For the second ongoing study, PLM members are being recruited utilizing algorithms to identify individuals predicted to have similar progression. The intervention arm is invited to participate virtually for all aspects of the trial while combination of historic and newly generated untreated individuals will serve as the control arms. These cohorts with similar expected rates of progression reduce the total number of participants required to determine treatment efficacy.
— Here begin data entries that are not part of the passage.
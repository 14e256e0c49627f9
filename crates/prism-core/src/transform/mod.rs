// SPDX-License-Identifier: Apache-2.0
//! Transform registry: lenses and adapters.
//!
//! A single registry holds both kinds, keyed by stable transform id:
//! - **lenses** are pure, unary, parameterized, and type-preserving; they
//!   match any signal- or field-world type of their declared domain.
//! - **adapters** are pure, unary, type-converting; each carries a policy
//!   (auto / suggest / explicit) and a cost class consumed by the
//!   pathfinder.
//!
//! Registration fails fast: duplicate ids, stateful lenses, and adapters
//! that convert nothing are configuration bugs, not compile diagnostics.

mod adapter;
mod lens;
pub mod pathfind;

pub use adapter::register_canonical_adapters;
pub use lens::register_lens_catalog;

use std::collections::BTreeMap;

use thiserror::Error;

use crate::ident::Hash;
use crate::ir::{BuildError, IrBuilder, ValueRef};
use crate::types::{Category, DomainKind, TypeDesc, World};
use crate::value::Value;

/// Insertion policy of an adapter.
#[derive(Debug, Clone, Copy, PartialEq, Eq, Hash)]
#[cfg_attr(feature = "serde", derive(serde::Serialize, serde::Deserialize))]
#[cfg_attr(feature = "serde", serde(rename_all = "lowercase"))]
pub enum AdapterPolicy {
    /// The compiler may insert this adapter silently.
    Auto,
    /// The compiler may propose this adapter; the user must confirm.
    Suggest,
    /// Only a user-supplied instance is accepted.
    Explicit,
}

/// Cost class of an adapter, the pathfinder's distance metric.
#[derive(Debug, Clone, Copy, PartialEq, Eq, PartialOrd, Ord, Hash)]
#[cfg_attr(feature = "serde", derive(serde::Serialize, serde::Deserialize))]
#[cfg_attr(feature = "serde", serde(rename_all = "lowercase"))]
pub enum AdapterCost {
    /// Constant-time value reshaping.
    Cheap,
    /// Per-element or per-frame allocation.
    Medium,
    /// Materializes a field.
    Heavy,
}

impl AdapterCost {
    /// Numeric weight used for shortest-path totals.
    #[must_use]
    pub const fn weight(self) -> u32 {
        match self {
            Self::Cheap => 1,
            Self::Medium => 4,
            Self::Heavy => 16,
        }
    }
}

/// Type pattern an adapter endpoint matches.
///
/// `AnyDomain` is the polymorphic shape used by world-lifting adapters
/// (const → signal, broadcast to field): the domain passes through
/// unchanged. Patterns match the `Core` category only; category crossings
/// are never implicit.
#[derive(Debug, Clone, Copy, PartialEq, Eq, Hash)]
pub enum TypePattern {
    /// Matches exactly one type (ignoring bus eligibility).
    Exact(TypeDesc),
    /// Matches any core type of the given world; the domain is preserved
    /// through the adapter.
    AnyDomain(World),
}

impl TypePattern {
    /// Whether the pattern accepts `ty`.
    #[must_use]
    pub fn matches(&self, ty: &TypeDesc) -> bool {
        match self {
            Self::Exact(t) => t.same_shape(ty),
            Self::AnyDomain(world) => ty.world == *world && ty.category == Category::Core,
        }
    }

    /// The concrete type this endpoint takes for a given input type.
    #[must_use]
    pub fn concrete(&self, input: &TypeDesc) -> TypeDesc {
        match self {
            Self::Exact(t) => *t,
            Self::AnyDomain(world) => TypeDesc::new(*world, input.domain),
        }
    }
}

/// Lens or adapter discriminator with kind-specific typing data.
#[derive(Debug, Clone, Copy, PartialEq, Eq)]
pub enum TransformKind {
    /// Type-preserving lens over one domain, any signal/field world.
    Lens {
        /// The domain the lens operates on.
        domain: DomainKind,
    },
    /// Type-converting adapter.
    Adapter {
        /// Input pattern.
        input: TypePattern,
        /// Output pattern.
        output: TypePattern,
        /// Insertion policy.
        policy: AdapterPolicy,
        /// Cost class.
        cost: AdapterCost,
    },
}

/// Declared parameter of a lens.
#[derive(Debug, Clone)]
pub struct ParamSpec {
    /// Parameter name.
    pub name: &'static str,
    /// Value domain.
    pub domain: DomainKind,
    /// Default when unbound.
    pub default: Value,
    /// UI widget hint (`"slider"`, `"select"`, ...).
    pub ui_hint: &'static str,
    /// Optional numeric range hint.
    pub range: Option<(f64, f64)>,
}

/// Parameter values resolved for a direct `apply` call.
pub type ResolvedParams = BTreeMap<&'static str, Value>;

/// Parameter references resolved for IR compilation.
pub type ParamRefs = BTreeMap<&'static str, ValueRef>;

/// Errors raised by a transform's value-level `apply`.
#[derive(Debug, Error, Clone, PartialEq)]
pub enum TransformError {
    /// The input value's domain does not fit the transform.
    #[error("transform {transform} cannot consume a {got} value")]
    BadInput {
        /// Transform id.
        transform: &'static str,
        /// Offending domain name.
        got: &'static str,
    },
    /// A required parameter was not resolved.
    #[error("transform {transform} is missing param {param}")]
    MissingParam {
        /// Transform id.
        transform: &'static str,
        /// Missing parameter name.
        param: &'static str,
    },
}

/// Errors raised by a transform's `compile` step.
#[derive(Debug, Error, Clone, PartialEq, Eq)]
pub enum CompileStepError {
    /// A structural parameter (curve selector, mode) was bound to a live
    /// wire; it must be a literal or default.
    #[error("transform {transform} param {param} must be a constant")]
    NonConstParam {
        /// Transform id.
        transform: &'static str,
        /// Offending parameter name.
        param: &'static str,
    },
    /// A required parameter reference was not supplied.
    #[error("transform {transform} is missing param {param}")]
    MissingParam {
        /// Transform id.
        transform: &'static str,
        /// Missing parameter name.
        param: &'static str,
    },
    /// IR assembly failed.
    #[error(transparent)]
    Build(#[from] BuildError),
}

/// Value-level application function. Pure; lenses may read resolved param
/// bindings.
pub type ApplyFn = fn(&Value, &ResolvedParams) -> Result<Value, TransformError>;

/// IR compilation function.
pub type CompileFn =
    fn(ValueRef, &ParamRefs, &mut IrBuilder) -> Result<ValueRef, CompileStepError>;

/// One registry entry.
#[derive(Debug, Clone)]
pub struct TransformDef {
    /// Stable transform id (the registry key).
    pub name: &'static str,
    /// Lens/adapter discriminator and typing data.
    pub kind: TransformKind,
    /// Declared parameters (lenses; adapters take none).
    pub params: &'static [ParamSpec],
    /// Pure value-level application.
    pub apply: ApplyFn,
    /// IR lowering.
    pub compile: CompileFn,
    /// Statefulness marker. Always false for registrable lenses; the
    /// registry rejects `true` at registration (statefulness belongs in
    /// blocks).
    pub stateful: bool,
}

impl TransformDef {
    /// True for lenses.
    #[must_use]
    pub const fn is_lens(&self) -> bool {
        matches!(self.kind, TransformKind::Lens { .. })
    }

    /// Adapter policy, if this is an adapter.
    #[must_use]
    pub const fn policy(&self) -> Option<AdapterPolicy> {
        match self.kind {
            TransformKind::Adapter { policy, .. } => Some(policy),
            TransformKind::Lens { .. } => None,
        }
    }

    /// Adapter cost, if this is an adapter.
    #[must_use]
    pub const fn cost(&self) -> Option<AdapterCost> {
        match self.kind {
            TransformKind::Adapter { cost, .. } => Some(cost),
            TransformKind::Lens { .. } => None,
        }
    }

    /// Whether this transform accepts an input of type `ty`.
    #[must_use]
    pub fn input_matches(&self, ty: &TypeDesc) -> bool {
        match &self.kind {
            TransformKind::Lens { domain } => {
                ty.domain == *domain && matches!(ty.world, World::Signal | World::Field)
            }
            TransformKind::Adapter { input, .. } => input.matches(ty),
        }
    }

    /// Output type for a matching input type.
    #[must_use]
    pub fn output_type(&self, input: &TypeDesc) -> TypeDesc {
        match &self.kind {
            TransformKind::Lens { .. } => *input,
            TransformKind::Adapter { output, .. } => output.concrete(input),
        }
    }

    /// The canonical input type a non-matching value should be adapted to
    /// before this transform, used for mid-chain auto-insertion.
    #[must_use]
    pub fn preferred_input(&self, current: &TypeDesc) -> TypeDesc {
        match &self.kind {
            TransformKind::Lens { domain } => TypeDesc::signal(*domain),
            TransformKind::Adapter { input, .. } => input.concrete(current),
        }
    }
}

/// Errors raised at registry construction time. These fail fast at startup;
/// they are never compile diagnostics.
#[derive(Debug, Error, Clone, PartialEq, Eq)]
pub enum RegistryError {
    /// A transform with this id already exists.
    #[error("duplicate transform id: {0}")]
    DuplicateTransform(&'static str),
    /// A lens declared itself stateful; statefulness belongs in blocks.
    #[error("stateful lens rejected: {0}")]
    StatefulLens(&'static str),
    /// An adapter whose input and output patterns are identical converts
    /// nothing.
    #[error("adapter converts nothing: {0}")]
    AdapterConvertsNothing(&'static str),
    /// A block type with this name already exists.
    #[error("duplicate block type: {0}")]
    DuplicateBlockType(&'static str),
    /// A block declared the same slot id twice.
    #[error("duplicate slot {slot} on block type {block}")]
    DuplicateSlot {
        /// Block type name.
        block: &'static str,
        /// Offending slot id.
        slot: &'static str,
    },
    /// A block declared a default source whose value does not inhabit the
    /// slot's domain.
    #[error("default source domain mismatch on {block}:{slot}")]
    DefaultSourceMismatch {
        /// Block type name.
        block: &'static str,
        /// Offending slot id.
        slot: &'static str,
    },
}

/// The single transform registry.
#[derive(Debug, Default)]
pub struct TransformRegistry {
    defs: BTreeMap<&'static str, TransformDef>,
}

impl TransformRegistry {
    /// Empty registry.
    #[must_use]
    pub fn new() -> Self {
        Self::default()
    }

    /// Registry pre-populated with the lens catalog and canonical adapters.
    ///
    /// # Errors
    ///
    /// Propagates [`RegistryError`] from catalog registration; the built-in
    /// catalog registering twice is the only way this fails.
    pub fn with_catalog() -> Result<Self, RegistryError> {
        let mut reg = Self::new();
        register_lens_catalog(&mut reg)?;
        register_canonical_adapters(&mut reg)?;
        Ok(reg)
    }

    /// Registers one transform.
    ///
    /// # Errors
    ///
    /// - [`RegistryError::DuplicateTransform`] for id collisions.
    /// - [`RegistryError::StatefulLens`] for lenses flagged stateful.
    /// - [`RegistryError::AdapterConvertsNothing`] for identity adapters.
    pub fn register(&mut self, def: TransformDef) -> Result<(), RegistryError> {
        if self.defs.contains_key(def.name) {
            return Err(RegistryError::DuplicateTransform(def.name));
        }
        if def.stateful && def.is_lens() {
            return Err(RegistryError::StatefulLens(def.name));
        }
        if let TransformKind::Adapter { input, output, .. } = &def.kind {
            if input == output {
                return Err(RegistryError::AdapterConvertsNothing(def.name));
            }
        }
        self.defs.insert(def.name, def);
        Ok(())
    }

    /// Looks up a transform by id.
    #[must_use]
    pub fn get(&self, name: &str) -> Option<&TransformDef> {
        self.defs.get(name)
    }

    /// All transforms in ascending id order (the pathfinder's deterministic
    /// enumeration order).
    pub fn iter(&self) -> impl Iterator<Item = &TransformDef> {
        self.defs.values()
    }

    /// All adapters in ascending id order.
    pub fn adapters(&self) -> impl Iterator<Item = &TransformDef> {
        self.iter().filter(|d| !d.is_lens())
    }

    /// Canonical digest over the registered id set and typing data.
    ///
    /// Folded into program digests so "same patch, same registry version"
    /// is checkable, not assumed.
    #[must_use]
    pub fn digest(&self) -> Hash {
        let mut hasher = blake3::Hasher::new();
        hasher.update(b"transform-registry:");
        for def in self.defs.values() {
            hasher.update(&(def.name.len() as u64).to_le_bytes());
            hasher.update(def.name.as_bytes());
            match &def.kind {
                TransformKind::Lens { domain } => {
                    hasher.update(&[0u8]);
                    hasher.update(domain.name().as_bytes());
                }
                TransformKind::Adapter {
                    input,
                    output,
                    policy,
                    cost,
                } => {
                    hasher.update(&[1u8]);
                    hasher.update(format!("{input:?}|{output:?}|{policy:?}|{cost:?}").as_bytes());
                }
            }
        }
        hasher.finalize().into()
    }
}

#[cfg(test)]
#[allow(clippy::expect_used, clippy::unwrap_used)]
mod tests {
    use super::*;

    fn identity_apply(v: &Value, _: &ResolvedParams) -> Result<Value, TransformError> {
        Ok(v.clone())
    }

    fn identity_compile(
        input: ValueRef,
        _: &ParamRefs,
        _: &mut IrBuilder,
    ) -> Result<ValueRef, CompileStepError> {
        Ok(input)
    }

    fn test_lens(name: &'static str, stateful: bool) -> TransformDef {
        TransformDef {
            name,
            kind: TransformKind::Lens {
                domain: DomainKind::Float,
            },
            params: &[],
            apply: identity_apply,
            compile: identity_compile,
            stateful,
        }
    }

    #[test]
    fn duplicate_ids_fail_fast() {
        let mut reg = TransformRegistry::new();
        reg.register(test_lens("x", false)).unwrap();
        assert_eq!(
            reg.register(test_lens("x", false)),
            Err(RegistryError::DuplicateTransform("x"))
        );
    }

    #[test]
    fn stateful_lenses_are_rejected() {
        let mut reg = TransformRegistry::new();
        assert_eq!(
            reg.register(test_lens("smooth", true)),
            Err(RegistryError::StatefulLens("smooth"))
        );
    }

    #[test]
    fn identity_adapters_are_rejected() {
        let mut reg = TransformRegistry::new();
        let def = TransformDef {
            name: "noop",
            kind: TransformKind::Adapter {
                input: TypePattern::AnyDomain(World::Signal),
                output: TypePattern::AnyDomain(World::Signal),
                policy: AdapterPolicy::Auto,
                cost: AdapterCost::Cheap,
            },
            params: &[],
            apply: identity_apply,
            compile: identity_compile,
            stateful: false,
        };
        assert_eq!(
            reg.register(def),
            Err(RegistryError::AdapterConvertsNothing("noop"))
        );
    }

    #[test]
    fn lenses_match_signal_and_field_worlds_of_their_domain() {
        let lens = test_lens("g", false);
        assert!(lens.input_matches(&TypeDesc::signal(DomainKind::Float)));
        assert!(lens.input_matches(&TypeDesc::field(DomainKind::Float)));
        assert!(!lens.input_matches(&TypeDesc::scalar(DomainKind::Float)));
        assert!(!lens.input_matches(&TypeDesc::signal(DomainKind::Phase)));
    }

    #[test]
    fn catalog_builds_and_digest_is_stable() {
        let a = TransformRegistry::with_catalog().unwrap();
        let b = TransformRegistry::with_catalog().unwrap();
        assert_eq!(a.digest(), b.digest());
    }
}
Corporate affairs and culture

Business model

Describing itself “a not just for profit,”[45] PatientsLikeMe does not allow advertising on its site but rather keeps the site free for users by selling research services as well as aggregated, de-identified data to its partners, including pharmaceutical companies and medical device makers. Typical commercial services include helping to optimize the designs of clinical trial protocols, developing new patient reported outcomes, or identifying the severity of symptoms in specific patient groups. The company enforces transparency about who uses the data and partners have included most of the largest pharmaceutical companies worldwide such as UCB, Novartis, Sanofi, Avanir Pharmaceuticals and Acorda Therapeutics.[46]

Awards and recognition

In 2007 the company was named as one of the "15 Companies that Will Change the World" by Business 2.0 and CNN Money[47] as well as added to the list of "Top Health IT Innovators" by FierceHealthIT .[48] In 2008 PatientsLikeMe received the Prix Ars Electronica Award of Distinction [49] and in March featured in a New York Times Magazine article entitled "Practicing Patients",[50] by Thomas Goetz, who later went on to feature the site in his book "The Decision Tree". Later in 2008 a television segment with Sanjay Gupta aired on the CBS Evening News.[51] Fast Company (magazine)'s 2010 list of Most Innovative Companies ranked PatientsLikeMe at #23.[52] A May 2010 New York Times article entitled "When Patients Meet Online”,[53] outlined the potential for advances for research. In 2012 Sanjay Gupta featured a research project conducted in collaboration with PatientsLikeMe on CNN's The Next List, profiling collaborator Dr Max Little.[54] In January 2013, the company featured as a clue on Jeopardy! - "A health data-sharing platform, patientslikeme.com, was founded by 3 engineers from this Boston-area university, initially"; the correct answer, provided by Helen Juvonen, was MIT.[55] In 2016, co-founders Jamie and Ben Heywood were awarded the 2016 Humanitarian Award by the International Alliance of ALS/MND Associations.[56] In 2017, PatientsLikeMe was named by Fast Company as one of the Top 10 Most Innovative Companies in Biotech.[57]